//! Reducing the lipid matches of a feature to one entry per identity.
use std::sync::Arc;

use indexmap::IndexMap;
use mzpeaks::IndexType;

use crate::candidate::{MatchedLipid, ESTIMATED_SPECIES_COMMENT, MS1_ONLY_COMMENT};
use crate::feature::Feature;
use crate::fragments::msms_score;
use crate::lipid::LipidAnnotationLevel;
use crate::tolerance::MzTolerance;
use crate::validation::{molecular_species_factory, species_validator, ValidationContext};

#[cfg(feature = "serde")]
use serde::{Deserialize, Serialize};

/// Collapses duplicate lipid matches of one feature
pub trait DuplicateResolver: Send + Sync {
    fn resolve(&self, feature: &Feature, matches: Vec<MatchedLipid>) -> Vec<MatchedLipid>;
}

/// Gives each fragment peak claimed by several matches of a feature to the best scoring
/// of them. The others lose the fragments on that peak and are scored again.
#[derive(Debug, Clone, Copy, PartialEq)]
#[cfg_attr(feature = "serde", derive(Serialize, Deserialize))]
pub struct SharedPeakFilter {
    /// The MS2 m/z tolerance matches are scored again with
    pub tolerance: MzTolerance,
    /// The inclusive minimum MS/MS score in percent
    pub min_msms_score: f64,
    /// Keep matches that fall below the minimum with a warning instead of dropping them
    pub keep_below_minimum: bool,
}

impl SharedPeakFilter {
    pub fn new(tolerance: MzTolerance, min_msms_score: f64) -> Self {
        Self {
            tolerance,
            min_msms_score,
            keep_below_minimum: false,
        }
    }

    pub fn keeping_below_minimum(mut self, keep_below_minimum: bool) -> Self {
        self.keep_below_minimum = keep_below_minimum;
        self
    }

    /// Whether the remaining fragments of `lipid` still point to its annotation
    fn still_supported(&self, ctx: &ValidationContext<'_>, lipid: &MatchedLipid) -> bool {
        let category = lipid.annotation.class().category;
        if lipid.level() == LipidAnnotationLevel::SpeciesLevel {
            let validator = species_validator(category);
            if lipid.fragments.iter().any(|f| validator.is_species_evidence(f)) {
                return true;
            }
        }
        molecular_species_factory(category)
            .predict(ctx, &lipid.annotation, &lipid.fragments)
            .iter()
            .any(|p| p.identity() == lipid.identity())
    }

    /// The MS/MS score of `lipid` over its remaining fragments, 0 when they no longer
    /// support it
    fn rescore(&self, feature: &Feature, lipid: &MatchedLipid) -> f64 {
        let Some(spectrum) = lipid
            .fragments
            .first()
            .and_then(|f| feature.fragment_spectra.get(f.spectrum_index))
        else {
            return 0.0;
        };
        let ctx = ValidationContext::new(
            feature.mz,
            lipid.ionization,
            spectrum,
            self.tolerance,
            self.min_msms_score,
        );
        if self.still_supported(&ctx, lipid) {
            msms_score(spectrum, &lipid.fragments, lipid.exact_mz(), &self.tolerance)
        } else {
            0.0
        }
    }

    /// Remove shared peaks from all but the best scoring of their claimants, then drop or
    /// comment the matches that no longer reach the minimum score. Claimants tied with the
    /// best keep the peak.
    pub fn apply(&self, feature: &Feature, matches: &mut Vec<MatchedLipid>) {
        let mut claims: IndexMap<(usize, IndexType), Vec<usize>> = IndexMap::new();
        for (i, m) in matches.iter().enumerate() {
            for fragment in m.fragments.iter() {
                let claimants = claims.entry(fragment.peak_key()).or_default();
                if !claimants.contains(&i) {
                    claimants.push(i);
                }
            }
        }

        let scores: Vec<f64> = matches.iter().map(|m| m.score_or_zero()).collect();
        let mut changed = vec![false; matches.len()];
        for (key, claimants) in claims.iter().filter(|(_, c)| c.len() > 1) {
            let top = claimants
                .iter()
                .map(|i| scores[*i])
                .fold(f64::NEG_INFINITY, f64::max);
            for &i in claimants.iter().filter(|i| scores[**i] < top) {
                matches[i].fragments.retain(|f| f.peak_key() != *key);
                changed[i] = true;
            }
        }

        for (m, changed) in matches.iter_mut().zip(changed) {
            if changed {
                let score = self.rescore(feature, m);
                log::debug!(
                    "{} of feature {} lost shared peaks, scored {score:.2}",
                    m.identity(),
                    feature.id
                );
                m.msms_score = Some(score);
            }
        }

        matches.retain_mut(|m| {
            if m.score_or_zero() >= self.min_msms_score {
                true
            } else if self.keep_below_minimum {
                m.comment = Some(MS1_ONLY_COMMENT.to_string());
                true
            } else {
                false
            }
        });
    }
}

/// Keeps the best match per identity, best first
#[derive(Debug, Clone, Copy, PartialEq, Default)]
#[cfg_attr(feature = "serde", derive(Serialize, Deserialize))]
pub struct LipidAnnotationResolver {
    /// When no species level match exists, add the species level annotation of the best
    /// molecular species match
    pub add_estimated_species: bool,
    /// Keep at most this many matches
    pub max_identifications: Option<usize>,
    /// Take fragment peaks shared between matches away from all but the best of them
    pub shared_peaks: Option<SharedPeakFilter>,
}

impl LipidAnnotationResolver {
    pub fn new(add_estimated_species: bool, max_identifications: Option<usize>) -> Self {
        Self {
            add_estimated_species,
            max_identifications,
            shared_peaks: None,
        }
    }

    pub fn with_shared_peaks(mut self, filter: SharedPeakFilter) -> Self {
        self.shared_peaks = Some(filter);
        self
    }

    fn estimated_species(resolved: &[MatchedLipid]) -> Option<MatchedLipid> {
        if resolved
            .iter()
            .any(|m| m.level() == LipidAnnotationLevel::SpeciesLevel)
        {
            return None;
        }
        resolved.iter().find_map(|m| {
            let species = m.annotation.to_species_level()?;
            let mut entry = m.clone().with_comment(ESTIMATED_SPECIES_COMMENT);
            entry.annotation = Arc::new(species);
            entry.msms_score = Some(0.0);
            Some(entry)
        })
    }
}

impl DuplicateResolver for LipidAnnotationResolver {
    fn resolve(&self, feature: &Feature, mut matches: Vec<MatchedLipid>) -> Vec<MatchedLipid> {
        matches.sort_by(|a, b| b.compare_quality(a));

        let mut best: IndexMap<String, MatchedLipid> = IndexMap::with_capacity(matches.len());
        for m in matches {
            best.entry(m.identity().to_string()).or_insert(m);
        }
        let mut resolved: Vec<MatchedLipid> = best.into_values().collect();

        if let Some(filter) = self.shared_peaks.as_ref() {
            filter.apply(feature, &mut resolved);
            resolved.sort_by(|a, b| b.compare_quality(a));
        }

        if self.add_estimated_species {
            if let Some(estimated) = Self::estimated_species(&resolved) {
                log::debug!(
                    "Estimated {} for feature {}",
                    estimated.identity(),
                    feature.id
                );
                resolved.push(estimated);
            }
        }

        if let Some(n) = self.max_identifications {
            resolved.truncate(n);
        }
        resolved
    }
}

/// Resolve `new` matches together with the matches already on `feature`. Returns
/// nothing when there is nothing new.
pub fn merge_and_resolve<R: DuplicateResolver + ?Sized>(
    feature: &Feature,
    new: Vec<MatchedLipid>,
    resolver: &R,
) -> Vec<MatchedLipid> {
    if new.is_empty() {
        return Vec::new();
    }
    let mut merged = feature.lipid_annotations.clone();
    merged.extend(new);
    resolver.resolve(feature, merged)
}

/// Replace the lipid matches of `feature` with `resolved`
pub fn attach_matches(feature: &mut Feature, resolved: Vec<MatchedLipid>) {
    feature.lipid_annotations = resolved;
}
//! Lipid structure: chains, classes with their fragmentation rules, and the
//! species and molecular species level annotations built from them.
pub mod annotation;
pub mod catalog;
pub mod chain;
pub mod class;

pub use annotation::{LipidAnnotation, MolecularSpeciesLevelAnnotation, SpeciesLevelAnnotation};
pub use chain::{build_chains_in_range, ChainParameters, LipidChain, LipidChainType};
pub use class::{
    LipidAnnotationLevel, LipidCategory, LipidClass, LipidClassError, LipidFragmentationRule,
    LipidFragmentationRuleType,
};
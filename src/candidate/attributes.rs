use std::fmt::Display;

#[cfg(feature = "serde")]
use serde::{Deserialize, Serialize};

/// A candidate attribute that may be measured, deliberately left open, or missing.
///
/// A wildcard always satisfies its tolerance check, while an absent value is simply
/// not checked. Neither contributes to a score.
#[derive(Debug, Clone, Copy, PartialEq, Default)]
#[cfg_attr(feature = "serde", derive(Serialize, Deserialize))]
pub enum AttributeValue<T> {
    Measured(T),
    Wildcard,
    #[default]
    Absent,
}

impl<T: Copy + PartialOrd + Default> AttributeValue<T> {
    /// Interpret a raw value where zero or less marks a wildcard
    pub fn from_raw(value: T) -> Self {
        match value.partial_cmp(&T::default()) {
            Some(std::cmp::Ordering::Greater) => Self::Measured(value),
            Some(_) => Self::Wildcard,
            None => Self::Absent,
        }
    }

    pub fn from_option(value: Option<T>) -> Self {
        value.map(Self::from_raw).unwrap_or_default()
    }

    pub fn measured(&self) -> Option<T> {
        match self {
            Self::Measured(v) => Some(*v),
            _ => None,
        }
    }

    pub fn is_measured(&self) -> bool {
        matches!(self, Self::Measured(_))
    }

    pub fn is_wildcard(&self) -> bool {
        matches!(self, Self::Wildcard)
    }

    pub fn is_absent(&self) -> bool {
        matches!(self, Self::Absent)
    }
}

impl<T: Display> Display for AttributeValue<T> {
    fn fmt(&self, f: &mut std::fmt::Formatter<'_>) -> std::fmt::Result {
        match self {
            Self::Measured(v) => write!(f, "{v}"),
            Self::Wildcard => f.write_str("*"),
            Self::Absent => Ok(()),
        }
    }
}

/// The per-dimension differences between a feature and the candidate it matched
#[derive(Debug, Clone, Copy, PartialEq, Default)]
#[cfg_attr(feature = "serde", derive(Serialize, Deserialize))]
pub struct MatchDeviations {
    pub mz_ppm: Option<f64>,
    pub mz_abs: Option<f64>,
    /// Relative retention time error in percent
    pub rt_relative: Option<f32>,
    pub rt_abs: Option<f32>,
    pub mobility_abs: Option<f32>,
    /// Relative collision cross section error, as a fraction
    pub ccs_relative: Option<f32>,
    pub ri_diff: Option<f32>,
}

▶ **How to complete this task**
Return each line of the material in which the string "fragments" can be found.

▶ **Exercise output**
use crate::fragments::msms_score;
/// of them. The others lose the fragments on that peak and are scored again.
    /// Whether the remaining fragments of `lipid` still point to its annotation
            if lipid.fragments.iter().any(|f| validator.is_species_evidence(f)) {
            .predict(ctx, &lipid.annotation, &lipid.fragments)
    /// The MS/MS score of `lipid` over its remaining fragments, 0 when they no longer
            .fragments
            msms_score(spectrum, &lipid.fragments, lipid.exact_mz(), &self.tolerance)
            for fragment in m.fragments.iter() {
                matches[i].fragments.retain(|f| f.peak_key() != *key);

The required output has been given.